WORK ORDER: Please return all lines from the records below that include the string "bail".

+--

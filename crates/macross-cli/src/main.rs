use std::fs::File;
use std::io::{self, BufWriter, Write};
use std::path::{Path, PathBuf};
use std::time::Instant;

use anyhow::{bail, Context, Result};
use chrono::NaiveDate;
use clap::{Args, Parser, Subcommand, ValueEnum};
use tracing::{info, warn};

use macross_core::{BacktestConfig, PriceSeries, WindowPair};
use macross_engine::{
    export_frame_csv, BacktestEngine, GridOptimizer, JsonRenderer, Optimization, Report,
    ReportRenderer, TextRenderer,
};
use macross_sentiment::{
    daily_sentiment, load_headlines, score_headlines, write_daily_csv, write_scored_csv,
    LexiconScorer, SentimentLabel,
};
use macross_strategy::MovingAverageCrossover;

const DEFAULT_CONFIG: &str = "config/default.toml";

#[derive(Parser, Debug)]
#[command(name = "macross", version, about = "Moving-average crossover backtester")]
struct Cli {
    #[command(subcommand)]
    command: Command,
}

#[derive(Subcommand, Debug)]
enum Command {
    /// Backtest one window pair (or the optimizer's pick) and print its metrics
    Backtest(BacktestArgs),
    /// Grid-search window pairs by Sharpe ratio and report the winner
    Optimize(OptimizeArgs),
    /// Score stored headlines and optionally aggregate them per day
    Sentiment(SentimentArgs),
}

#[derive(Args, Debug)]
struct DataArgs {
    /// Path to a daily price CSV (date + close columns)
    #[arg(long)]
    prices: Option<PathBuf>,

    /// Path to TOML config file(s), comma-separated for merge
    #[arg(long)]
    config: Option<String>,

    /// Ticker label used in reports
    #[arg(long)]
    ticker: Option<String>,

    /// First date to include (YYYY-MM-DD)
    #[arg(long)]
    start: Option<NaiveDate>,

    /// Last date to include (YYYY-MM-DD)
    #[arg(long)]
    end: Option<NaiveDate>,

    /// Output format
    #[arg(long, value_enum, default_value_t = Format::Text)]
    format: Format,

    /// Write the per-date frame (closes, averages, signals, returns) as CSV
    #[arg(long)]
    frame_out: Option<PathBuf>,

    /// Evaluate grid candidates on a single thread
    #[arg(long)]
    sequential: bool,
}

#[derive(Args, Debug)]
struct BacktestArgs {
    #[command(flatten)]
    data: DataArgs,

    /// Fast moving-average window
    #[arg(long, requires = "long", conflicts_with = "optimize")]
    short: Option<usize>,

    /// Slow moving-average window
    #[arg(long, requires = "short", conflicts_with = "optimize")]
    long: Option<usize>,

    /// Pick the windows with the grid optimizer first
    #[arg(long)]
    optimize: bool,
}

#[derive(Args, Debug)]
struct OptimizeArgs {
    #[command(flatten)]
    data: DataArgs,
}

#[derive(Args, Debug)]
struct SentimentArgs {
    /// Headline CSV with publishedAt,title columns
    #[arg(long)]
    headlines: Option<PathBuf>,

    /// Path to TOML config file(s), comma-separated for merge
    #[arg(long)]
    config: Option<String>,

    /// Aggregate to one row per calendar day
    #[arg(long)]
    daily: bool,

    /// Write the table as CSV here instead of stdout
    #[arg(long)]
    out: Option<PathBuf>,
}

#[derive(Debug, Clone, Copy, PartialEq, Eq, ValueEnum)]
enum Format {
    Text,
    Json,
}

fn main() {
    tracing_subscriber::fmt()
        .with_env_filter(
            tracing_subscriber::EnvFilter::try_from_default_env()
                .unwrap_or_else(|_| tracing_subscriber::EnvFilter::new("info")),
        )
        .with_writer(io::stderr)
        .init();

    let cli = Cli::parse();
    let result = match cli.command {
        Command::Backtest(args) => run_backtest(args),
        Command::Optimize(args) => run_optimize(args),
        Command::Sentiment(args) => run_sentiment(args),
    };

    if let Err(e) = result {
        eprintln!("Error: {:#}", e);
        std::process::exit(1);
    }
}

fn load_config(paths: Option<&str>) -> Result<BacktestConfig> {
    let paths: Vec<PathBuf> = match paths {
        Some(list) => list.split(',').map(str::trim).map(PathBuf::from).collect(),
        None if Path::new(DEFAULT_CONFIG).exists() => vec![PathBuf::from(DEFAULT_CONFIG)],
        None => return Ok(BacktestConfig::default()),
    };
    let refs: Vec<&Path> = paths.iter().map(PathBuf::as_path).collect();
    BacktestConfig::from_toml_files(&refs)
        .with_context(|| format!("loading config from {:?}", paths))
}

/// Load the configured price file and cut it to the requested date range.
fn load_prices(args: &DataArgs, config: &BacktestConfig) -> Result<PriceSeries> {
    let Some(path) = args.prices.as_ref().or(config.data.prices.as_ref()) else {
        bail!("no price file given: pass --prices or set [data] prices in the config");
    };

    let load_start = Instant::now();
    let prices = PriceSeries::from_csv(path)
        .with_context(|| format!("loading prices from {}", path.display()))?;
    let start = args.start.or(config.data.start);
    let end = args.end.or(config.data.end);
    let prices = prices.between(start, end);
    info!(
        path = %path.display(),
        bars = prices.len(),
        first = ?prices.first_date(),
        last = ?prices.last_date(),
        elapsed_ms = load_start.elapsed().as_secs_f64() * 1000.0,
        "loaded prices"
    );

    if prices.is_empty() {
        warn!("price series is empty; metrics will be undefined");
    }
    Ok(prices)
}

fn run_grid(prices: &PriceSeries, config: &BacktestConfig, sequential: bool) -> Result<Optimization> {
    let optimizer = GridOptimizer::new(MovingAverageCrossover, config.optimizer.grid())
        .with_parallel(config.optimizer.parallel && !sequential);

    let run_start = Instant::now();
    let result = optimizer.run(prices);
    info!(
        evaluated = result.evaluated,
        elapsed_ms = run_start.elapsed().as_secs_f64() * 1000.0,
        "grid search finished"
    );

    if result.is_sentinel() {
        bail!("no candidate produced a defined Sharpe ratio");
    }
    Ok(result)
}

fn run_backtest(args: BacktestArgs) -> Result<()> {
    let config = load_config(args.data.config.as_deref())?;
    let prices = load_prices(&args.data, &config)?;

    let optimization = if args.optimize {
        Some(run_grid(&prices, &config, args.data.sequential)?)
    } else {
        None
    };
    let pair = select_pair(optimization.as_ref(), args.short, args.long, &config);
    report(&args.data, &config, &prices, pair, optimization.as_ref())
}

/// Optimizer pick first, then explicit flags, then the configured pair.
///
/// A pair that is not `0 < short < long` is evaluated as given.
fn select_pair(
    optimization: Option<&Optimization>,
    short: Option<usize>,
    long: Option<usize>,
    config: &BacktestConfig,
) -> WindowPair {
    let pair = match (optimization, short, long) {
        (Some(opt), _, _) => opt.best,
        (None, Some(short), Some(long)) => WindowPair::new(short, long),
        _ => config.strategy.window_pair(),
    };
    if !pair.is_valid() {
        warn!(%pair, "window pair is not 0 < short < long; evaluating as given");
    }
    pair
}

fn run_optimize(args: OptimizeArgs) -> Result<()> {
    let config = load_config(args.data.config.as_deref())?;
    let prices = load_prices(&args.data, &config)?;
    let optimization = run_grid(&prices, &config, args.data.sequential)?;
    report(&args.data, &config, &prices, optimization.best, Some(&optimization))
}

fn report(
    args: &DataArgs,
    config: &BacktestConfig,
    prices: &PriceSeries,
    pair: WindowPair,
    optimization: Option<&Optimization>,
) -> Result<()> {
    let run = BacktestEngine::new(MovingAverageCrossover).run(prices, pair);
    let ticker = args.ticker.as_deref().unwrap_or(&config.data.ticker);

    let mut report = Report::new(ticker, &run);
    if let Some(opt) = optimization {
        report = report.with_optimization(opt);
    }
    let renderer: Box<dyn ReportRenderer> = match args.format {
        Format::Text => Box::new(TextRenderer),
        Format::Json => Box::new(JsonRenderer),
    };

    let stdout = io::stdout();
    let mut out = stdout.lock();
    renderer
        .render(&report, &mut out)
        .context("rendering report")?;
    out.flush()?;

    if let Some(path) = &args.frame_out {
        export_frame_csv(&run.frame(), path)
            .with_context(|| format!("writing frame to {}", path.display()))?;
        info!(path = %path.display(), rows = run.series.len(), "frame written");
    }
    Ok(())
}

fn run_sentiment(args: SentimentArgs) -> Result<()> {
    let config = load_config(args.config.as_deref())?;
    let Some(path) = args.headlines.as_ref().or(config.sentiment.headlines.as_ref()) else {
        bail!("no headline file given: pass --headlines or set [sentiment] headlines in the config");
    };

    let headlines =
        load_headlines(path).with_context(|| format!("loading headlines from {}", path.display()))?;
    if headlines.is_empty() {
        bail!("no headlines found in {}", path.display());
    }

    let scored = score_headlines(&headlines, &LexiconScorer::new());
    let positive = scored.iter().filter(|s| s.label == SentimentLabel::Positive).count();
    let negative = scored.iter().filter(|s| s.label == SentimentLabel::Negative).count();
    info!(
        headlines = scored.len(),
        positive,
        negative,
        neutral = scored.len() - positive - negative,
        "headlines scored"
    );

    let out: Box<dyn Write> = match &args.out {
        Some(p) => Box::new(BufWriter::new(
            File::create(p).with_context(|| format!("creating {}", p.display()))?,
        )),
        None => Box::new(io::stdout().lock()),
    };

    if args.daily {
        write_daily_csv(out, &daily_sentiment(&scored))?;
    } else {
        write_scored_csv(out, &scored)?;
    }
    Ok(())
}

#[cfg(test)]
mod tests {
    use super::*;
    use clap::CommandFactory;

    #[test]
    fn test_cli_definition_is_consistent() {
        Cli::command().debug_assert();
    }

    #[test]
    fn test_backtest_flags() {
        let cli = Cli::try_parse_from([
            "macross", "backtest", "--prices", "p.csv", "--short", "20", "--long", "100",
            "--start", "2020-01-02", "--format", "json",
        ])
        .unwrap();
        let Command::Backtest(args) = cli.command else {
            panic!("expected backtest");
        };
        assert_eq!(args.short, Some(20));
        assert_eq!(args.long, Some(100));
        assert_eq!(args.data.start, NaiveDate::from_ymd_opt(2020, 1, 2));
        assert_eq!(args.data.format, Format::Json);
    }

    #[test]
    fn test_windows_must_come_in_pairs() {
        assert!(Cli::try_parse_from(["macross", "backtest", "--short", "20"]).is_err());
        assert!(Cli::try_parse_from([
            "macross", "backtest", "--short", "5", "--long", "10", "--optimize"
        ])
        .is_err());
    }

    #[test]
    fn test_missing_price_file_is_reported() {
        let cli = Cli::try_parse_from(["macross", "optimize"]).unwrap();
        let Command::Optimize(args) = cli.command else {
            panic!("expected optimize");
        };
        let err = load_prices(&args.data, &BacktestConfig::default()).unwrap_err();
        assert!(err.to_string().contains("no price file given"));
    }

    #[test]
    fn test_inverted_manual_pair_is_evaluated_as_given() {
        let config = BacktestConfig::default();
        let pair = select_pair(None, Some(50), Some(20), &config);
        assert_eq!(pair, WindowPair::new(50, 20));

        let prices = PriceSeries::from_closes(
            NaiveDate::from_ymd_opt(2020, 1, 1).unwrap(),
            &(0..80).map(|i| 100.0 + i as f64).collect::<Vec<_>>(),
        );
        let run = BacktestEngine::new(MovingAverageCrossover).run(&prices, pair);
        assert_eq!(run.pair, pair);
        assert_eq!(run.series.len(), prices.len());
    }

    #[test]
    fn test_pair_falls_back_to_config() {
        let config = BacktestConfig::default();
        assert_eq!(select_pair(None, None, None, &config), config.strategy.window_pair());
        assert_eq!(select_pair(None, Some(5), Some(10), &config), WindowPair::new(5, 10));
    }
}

+--

YOUR RESPONSE:
use anyhow::{bail, Context, Result};
        bail!("no price file given: pass --prices or set [data] prices in the config");
        bail!("no candidate produced a defined Sharpe ratio");
        bail!("no headline file given: pass --headlines or set [sentiment] headlines in the config");
        bail!("no headlines found in {}", path.display());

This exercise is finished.